Task to carry out: Below is a listing. Quote from it, exactly, the lines from the one containing "self.in_flight = Some(index);" down to the one containing "fn end(&mut self, result: UplinkResult, cloud: &mut", both ends included, and nothing else.

Available records:

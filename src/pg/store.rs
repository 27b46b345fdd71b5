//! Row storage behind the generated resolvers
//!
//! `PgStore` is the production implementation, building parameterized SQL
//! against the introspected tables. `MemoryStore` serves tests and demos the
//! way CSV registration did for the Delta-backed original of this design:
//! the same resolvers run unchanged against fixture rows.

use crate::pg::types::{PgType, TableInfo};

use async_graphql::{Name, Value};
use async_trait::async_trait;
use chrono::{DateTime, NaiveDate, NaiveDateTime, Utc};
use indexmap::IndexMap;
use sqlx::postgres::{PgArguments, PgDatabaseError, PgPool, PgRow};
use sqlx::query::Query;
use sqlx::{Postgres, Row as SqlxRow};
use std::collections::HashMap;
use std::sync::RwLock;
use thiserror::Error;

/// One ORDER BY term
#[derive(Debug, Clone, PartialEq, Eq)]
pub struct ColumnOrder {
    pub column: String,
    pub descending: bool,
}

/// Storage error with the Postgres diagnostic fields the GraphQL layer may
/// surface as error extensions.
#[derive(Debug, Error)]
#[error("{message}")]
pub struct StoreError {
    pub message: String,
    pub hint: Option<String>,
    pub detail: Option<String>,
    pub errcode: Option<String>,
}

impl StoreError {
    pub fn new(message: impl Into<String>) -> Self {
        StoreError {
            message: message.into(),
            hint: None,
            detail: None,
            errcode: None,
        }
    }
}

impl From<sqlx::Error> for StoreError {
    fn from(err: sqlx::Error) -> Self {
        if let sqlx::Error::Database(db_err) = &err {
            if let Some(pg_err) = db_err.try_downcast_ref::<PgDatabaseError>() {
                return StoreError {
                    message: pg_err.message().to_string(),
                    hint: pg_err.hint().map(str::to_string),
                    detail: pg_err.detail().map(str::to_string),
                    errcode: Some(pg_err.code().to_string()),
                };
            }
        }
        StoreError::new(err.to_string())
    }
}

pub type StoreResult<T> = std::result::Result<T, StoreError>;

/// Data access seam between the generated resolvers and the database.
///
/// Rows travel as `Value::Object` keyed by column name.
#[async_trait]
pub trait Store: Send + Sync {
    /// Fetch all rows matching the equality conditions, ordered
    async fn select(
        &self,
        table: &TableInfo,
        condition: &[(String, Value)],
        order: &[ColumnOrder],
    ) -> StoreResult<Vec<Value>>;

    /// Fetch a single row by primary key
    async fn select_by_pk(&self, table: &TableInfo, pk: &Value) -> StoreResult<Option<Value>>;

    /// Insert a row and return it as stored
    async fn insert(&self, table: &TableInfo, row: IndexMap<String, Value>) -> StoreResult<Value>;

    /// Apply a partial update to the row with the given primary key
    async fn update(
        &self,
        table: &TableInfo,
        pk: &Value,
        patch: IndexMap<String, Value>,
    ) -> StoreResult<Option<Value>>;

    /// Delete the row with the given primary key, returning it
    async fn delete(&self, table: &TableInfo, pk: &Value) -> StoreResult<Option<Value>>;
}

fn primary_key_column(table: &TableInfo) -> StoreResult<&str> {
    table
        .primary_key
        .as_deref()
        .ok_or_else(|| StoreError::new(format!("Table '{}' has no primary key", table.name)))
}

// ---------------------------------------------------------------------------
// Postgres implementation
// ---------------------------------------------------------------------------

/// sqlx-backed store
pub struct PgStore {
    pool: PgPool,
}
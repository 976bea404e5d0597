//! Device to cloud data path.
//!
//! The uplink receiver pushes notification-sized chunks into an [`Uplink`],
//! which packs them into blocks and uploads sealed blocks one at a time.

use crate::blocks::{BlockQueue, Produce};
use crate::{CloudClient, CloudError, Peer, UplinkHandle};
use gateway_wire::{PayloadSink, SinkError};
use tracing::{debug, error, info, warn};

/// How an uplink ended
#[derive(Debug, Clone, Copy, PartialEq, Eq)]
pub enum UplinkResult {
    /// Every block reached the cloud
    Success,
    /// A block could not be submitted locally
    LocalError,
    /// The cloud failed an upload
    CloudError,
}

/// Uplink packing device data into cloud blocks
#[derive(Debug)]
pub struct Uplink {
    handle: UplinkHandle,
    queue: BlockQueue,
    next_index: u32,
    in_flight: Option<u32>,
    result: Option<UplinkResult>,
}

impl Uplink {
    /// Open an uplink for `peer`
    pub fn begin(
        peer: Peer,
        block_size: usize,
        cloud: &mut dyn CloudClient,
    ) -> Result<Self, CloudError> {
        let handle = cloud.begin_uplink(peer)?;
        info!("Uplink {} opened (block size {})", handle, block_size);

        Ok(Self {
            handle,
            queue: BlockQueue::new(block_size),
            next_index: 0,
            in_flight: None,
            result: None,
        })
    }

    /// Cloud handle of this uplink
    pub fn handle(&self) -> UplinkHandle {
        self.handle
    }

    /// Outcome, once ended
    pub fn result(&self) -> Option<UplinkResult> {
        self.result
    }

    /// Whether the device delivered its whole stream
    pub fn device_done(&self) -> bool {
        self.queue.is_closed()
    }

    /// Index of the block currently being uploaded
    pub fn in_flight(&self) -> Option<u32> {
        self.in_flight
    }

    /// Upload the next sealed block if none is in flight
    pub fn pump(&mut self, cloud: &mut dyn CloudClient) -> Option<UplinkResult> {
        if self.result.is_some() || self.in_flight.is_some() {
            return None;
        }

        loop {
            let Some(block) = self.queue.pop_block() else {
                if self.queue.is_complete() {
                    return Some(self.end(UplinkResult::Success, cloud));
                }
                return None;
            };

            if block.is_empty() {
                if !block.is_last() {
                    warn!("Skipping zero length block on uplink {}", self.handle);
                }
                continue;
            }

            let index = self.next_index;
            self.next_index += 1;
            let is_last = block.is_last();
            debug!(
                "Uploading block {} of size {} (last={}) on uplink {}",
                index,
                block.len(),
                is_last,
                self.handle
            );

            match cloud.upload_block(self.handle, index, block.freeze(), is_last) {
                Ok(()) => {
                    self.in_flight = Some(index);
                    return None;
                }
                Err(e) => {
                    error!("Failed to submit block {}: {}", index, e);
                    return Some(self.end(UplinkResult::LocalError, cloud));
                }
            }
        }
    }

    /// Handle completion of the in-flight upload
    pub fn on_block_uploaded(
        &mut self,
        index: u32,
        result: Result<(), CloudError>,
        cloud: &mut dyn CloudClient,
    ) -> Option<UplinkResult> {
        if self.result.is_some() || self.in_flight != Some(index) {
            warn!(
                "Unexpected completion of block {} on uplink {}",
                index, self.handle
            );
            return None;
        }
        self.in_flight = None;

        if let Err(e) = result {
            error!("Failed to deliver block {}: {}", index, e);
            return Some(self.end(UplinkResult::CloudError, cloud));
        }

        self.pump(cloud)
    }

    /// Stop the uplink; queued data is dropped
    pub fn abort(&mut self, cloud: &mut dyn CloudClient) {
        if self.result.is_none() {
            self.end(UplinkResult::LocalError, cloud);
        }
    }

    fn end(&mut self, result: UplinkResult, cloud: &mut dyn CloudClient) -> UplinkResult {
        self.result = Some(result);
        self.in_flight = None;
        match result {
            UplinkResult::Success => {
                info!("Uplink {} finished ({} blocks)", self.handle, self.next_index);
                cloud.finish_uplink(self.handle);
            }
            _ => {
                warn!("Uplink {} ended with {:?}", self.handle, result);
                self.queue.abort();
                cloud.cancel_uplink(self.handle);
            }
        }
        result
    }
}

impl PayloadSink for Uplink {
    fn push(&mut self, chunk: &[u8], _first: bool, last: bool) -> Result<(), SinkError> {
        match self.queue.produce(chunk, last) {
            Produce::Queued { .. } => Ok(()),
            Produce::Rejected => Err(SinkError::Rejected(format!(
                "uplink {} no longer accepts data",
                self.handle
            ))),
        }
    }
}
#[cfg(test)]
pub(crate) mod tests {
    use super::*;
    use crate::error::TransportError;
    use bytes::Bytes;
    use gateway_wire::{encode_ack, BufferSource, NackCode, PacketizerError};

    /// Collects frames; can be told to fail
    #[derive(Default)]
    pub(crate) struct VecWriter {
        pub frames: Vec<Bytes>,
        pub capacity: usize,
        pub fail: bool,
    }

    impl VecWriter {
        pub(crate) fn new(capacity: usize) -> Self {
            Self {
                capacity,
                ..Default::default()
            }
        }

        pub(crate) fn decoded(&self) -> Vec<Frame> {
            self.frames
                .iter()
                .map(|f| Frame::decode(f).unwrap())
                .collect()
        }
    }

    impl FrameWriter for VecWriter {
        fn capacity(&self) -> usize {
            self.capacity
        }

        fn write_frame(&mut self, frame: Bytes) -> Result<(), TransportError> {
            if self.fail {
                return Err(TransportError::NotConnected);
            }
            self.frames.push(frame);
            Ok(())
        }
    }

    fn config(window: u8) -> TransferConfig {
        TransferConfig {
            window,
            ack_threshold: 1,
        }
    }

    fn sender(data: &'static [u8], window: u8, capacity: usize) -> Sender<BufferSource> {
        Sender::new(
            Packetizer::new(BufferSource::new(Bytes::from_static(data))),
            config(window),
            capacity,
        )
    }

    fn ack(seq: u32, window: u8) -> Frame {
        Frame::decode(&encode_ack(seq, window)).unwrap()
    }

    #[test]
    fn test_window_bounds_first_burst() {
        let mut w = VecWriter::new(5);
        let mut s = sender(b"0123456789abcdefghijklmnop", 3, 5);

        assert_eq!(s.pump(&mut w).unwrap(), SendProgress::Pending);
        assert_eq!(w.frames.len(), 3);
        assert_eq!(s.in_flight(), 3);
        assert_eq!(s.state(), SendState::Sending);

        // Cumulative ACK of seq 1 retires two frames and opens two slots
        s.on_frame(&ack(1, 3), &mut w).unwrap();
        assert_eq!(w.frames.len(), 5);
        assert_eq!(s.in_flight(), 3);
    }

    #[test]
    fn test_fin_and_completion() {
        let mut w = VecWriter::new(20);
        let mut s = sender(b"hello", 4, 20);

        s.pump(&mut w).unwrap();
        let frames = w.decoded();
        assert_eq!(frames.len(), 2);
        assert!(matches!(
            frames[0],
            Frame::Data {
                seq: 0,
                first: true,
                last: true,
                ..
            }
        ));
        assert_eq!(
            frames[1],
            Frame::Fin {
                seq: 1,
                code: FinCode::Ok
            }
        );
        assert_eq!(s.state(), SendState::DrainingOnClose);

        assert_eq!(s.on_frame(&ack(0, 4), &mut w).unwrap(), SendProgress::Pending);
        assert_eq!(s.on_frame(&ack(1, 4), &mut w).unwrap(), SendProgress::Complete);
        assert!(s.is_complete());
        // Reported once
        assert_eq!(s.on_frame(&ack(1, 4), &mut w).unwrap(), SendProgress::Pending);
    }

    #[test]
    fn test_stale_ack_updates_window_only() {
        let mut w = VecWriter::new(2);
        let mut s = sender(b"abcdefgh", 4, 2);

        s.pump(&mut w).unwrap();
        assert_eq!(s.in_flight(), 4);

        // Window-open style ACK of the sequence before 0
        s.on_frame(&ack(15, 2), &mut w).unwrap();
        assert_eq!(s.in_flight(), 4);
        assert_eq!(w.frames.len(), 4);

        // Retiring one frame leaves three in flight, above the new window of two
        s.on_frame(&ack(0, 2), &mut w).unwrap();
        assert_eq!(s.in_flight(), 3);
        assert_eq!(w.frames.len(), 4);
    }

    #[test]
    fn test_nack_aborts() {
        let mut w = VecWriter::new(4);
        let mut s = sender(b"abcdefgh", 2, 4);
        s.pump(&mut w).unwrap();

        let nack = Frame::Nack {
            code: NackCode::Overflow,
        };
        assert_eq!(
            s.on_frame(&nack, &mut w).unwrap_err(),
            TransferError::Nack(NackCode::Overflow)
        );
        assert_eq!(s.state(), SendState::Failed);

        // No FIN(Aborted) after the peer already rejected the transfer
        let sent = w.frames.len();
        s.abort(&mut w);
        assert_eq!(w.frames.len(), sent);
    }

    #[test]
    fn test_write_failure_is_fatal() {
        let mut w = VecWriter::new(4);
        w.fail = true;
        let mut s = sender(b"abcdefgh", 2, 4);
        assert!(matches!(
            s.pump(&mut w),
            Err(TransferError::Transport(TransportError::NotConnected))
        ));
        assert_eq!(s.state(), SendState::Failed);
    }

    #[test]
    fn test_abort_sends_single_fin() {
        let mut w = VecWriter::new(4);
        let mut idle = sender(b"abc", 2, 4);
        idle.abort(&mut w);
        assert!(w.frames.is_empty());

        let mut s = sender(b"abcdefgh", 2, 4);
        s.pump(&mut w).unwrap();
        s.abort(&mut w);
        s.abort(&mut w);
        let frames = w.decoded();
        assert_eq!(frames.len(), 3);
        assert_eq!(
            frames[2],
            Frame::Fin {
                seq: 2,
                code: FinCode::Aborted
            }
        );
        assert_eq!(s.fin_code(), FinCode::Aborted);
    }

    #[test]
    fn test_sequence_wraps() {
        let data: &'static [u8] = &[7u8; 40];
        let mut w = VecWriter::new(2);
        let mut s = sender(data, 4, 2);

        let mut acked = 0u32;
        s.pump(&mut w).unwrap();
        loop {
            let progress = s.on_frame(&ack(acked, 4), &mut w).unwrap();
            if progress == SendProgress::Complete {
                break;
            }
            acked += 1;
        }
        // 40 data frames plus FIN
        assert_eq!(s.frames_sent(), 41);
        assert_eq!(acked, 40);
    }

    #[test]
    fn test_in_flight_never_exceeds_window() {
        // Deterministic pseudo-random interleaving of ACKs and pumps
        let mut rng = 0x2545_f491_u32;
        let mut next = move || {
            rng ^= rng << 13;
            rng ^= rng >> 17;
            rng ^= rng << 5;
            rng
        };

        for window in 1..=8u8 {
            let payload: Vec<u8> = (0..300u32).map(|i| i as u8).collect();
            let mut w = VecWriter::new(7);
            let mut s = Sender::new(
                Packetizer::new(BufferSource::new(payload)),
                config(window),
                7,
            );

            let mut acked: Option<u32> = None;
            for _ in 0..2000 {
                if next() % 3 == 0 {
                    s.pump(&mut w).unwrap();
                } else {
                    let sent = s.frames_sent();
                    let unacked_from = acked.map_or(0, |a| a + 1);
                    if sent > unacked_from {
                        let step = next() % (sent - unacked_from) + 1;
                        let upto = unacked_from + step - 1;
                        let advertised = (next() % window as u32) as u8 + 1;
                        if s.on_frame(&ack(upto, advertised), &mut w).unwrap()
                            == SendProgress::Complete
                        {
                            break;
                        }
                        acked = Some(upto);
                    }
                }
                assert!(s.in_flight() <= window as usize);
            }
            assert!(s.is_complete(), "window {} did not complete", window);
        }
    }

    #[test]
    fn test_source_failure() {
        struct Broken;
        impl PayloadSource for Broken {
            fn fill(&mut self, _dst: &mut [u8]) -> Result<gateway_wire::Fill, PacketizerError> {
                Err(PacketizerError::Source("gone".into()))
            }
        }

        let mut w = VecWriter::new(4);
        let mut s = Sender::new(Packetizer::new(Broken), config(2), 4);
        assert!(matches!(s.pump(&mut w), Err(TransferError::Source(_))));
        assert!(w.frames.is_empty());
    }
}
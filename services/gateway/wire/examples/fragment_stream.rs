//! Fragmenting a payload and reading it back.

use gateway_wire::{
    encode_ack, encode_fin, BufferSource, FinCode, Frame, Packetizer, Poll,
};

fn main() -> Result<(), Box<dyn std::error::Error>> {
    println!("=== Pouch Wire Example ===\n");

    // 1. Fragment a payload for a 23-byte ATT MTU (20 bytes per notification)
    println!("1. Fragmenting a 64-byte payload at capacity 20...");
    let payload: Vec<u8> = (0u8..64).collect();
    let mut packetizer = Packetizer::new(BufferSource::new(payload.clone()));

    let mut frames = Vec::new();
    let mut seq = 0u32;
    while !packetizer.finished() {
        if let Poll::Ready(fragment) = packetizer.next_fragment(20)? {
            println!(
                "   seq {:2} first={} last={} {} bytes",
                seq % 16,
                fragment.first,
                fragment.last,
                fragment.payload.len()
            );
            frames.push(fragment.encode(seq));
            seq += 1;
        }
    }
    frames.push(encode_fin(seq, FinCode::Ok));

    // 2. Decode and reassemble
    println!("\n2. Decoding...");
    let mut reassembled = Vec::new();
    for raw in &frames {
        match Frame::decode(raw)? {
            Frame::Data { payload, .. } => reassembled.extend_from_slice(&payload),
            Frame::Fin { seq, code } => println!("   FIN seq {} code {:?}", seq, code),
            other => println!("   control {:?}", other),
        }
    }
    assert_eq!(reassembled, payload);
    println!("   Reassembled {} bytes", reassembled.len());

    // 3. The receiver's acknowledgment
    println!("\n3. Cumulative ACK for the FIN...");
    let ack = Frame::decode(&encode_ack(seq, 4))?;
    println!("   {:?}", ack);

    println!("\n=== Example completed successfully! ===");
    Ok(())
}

Output for this exercise:
                    self.in_flight = Some(index);
                    return None;
                }
                Err(e) => {
                    error!("Failed to submit block {}: {}", index, e);
                    return Some(self.end(UplinkResult::LocalError, cloud));
                }
            }
        }
    }

    /// Handle completion of the in-flight upload
    pub fn on_block_uploaded(
        &mut self,
        index: u32,
        result: Result<(), CloudError>,
        cloud: &mut dyn CloudClient,
    ) -> Option<UplinkResult> {
        if self.result.is_some() || self.in_flight != Some(index) {
            warn!(
                "Unexpected completion of block {} on uplink {}",
                index, self.handle
            );
            return None;
        }
        self.in_flight = None;

        if let Err(e) = result {
            error!("Failed to deliver block {}: {}", index, e);
            return Some(self.end(UplinkResult::CloudError, cloud));
        }

        self.pump(cloud)
    }

    /// Stop the uplink; queued data is dropped
    pub fn abort(&mut self, cloud: &mut dyn CloudClient) {
        if self.result.is_none() {
            self.end(UplinkResult::LocalError, cloud);
        }
    }

    fn end(&mut self, result: UplinkResult, cloud: &mut dyn CloudClient) -> UplinkResult {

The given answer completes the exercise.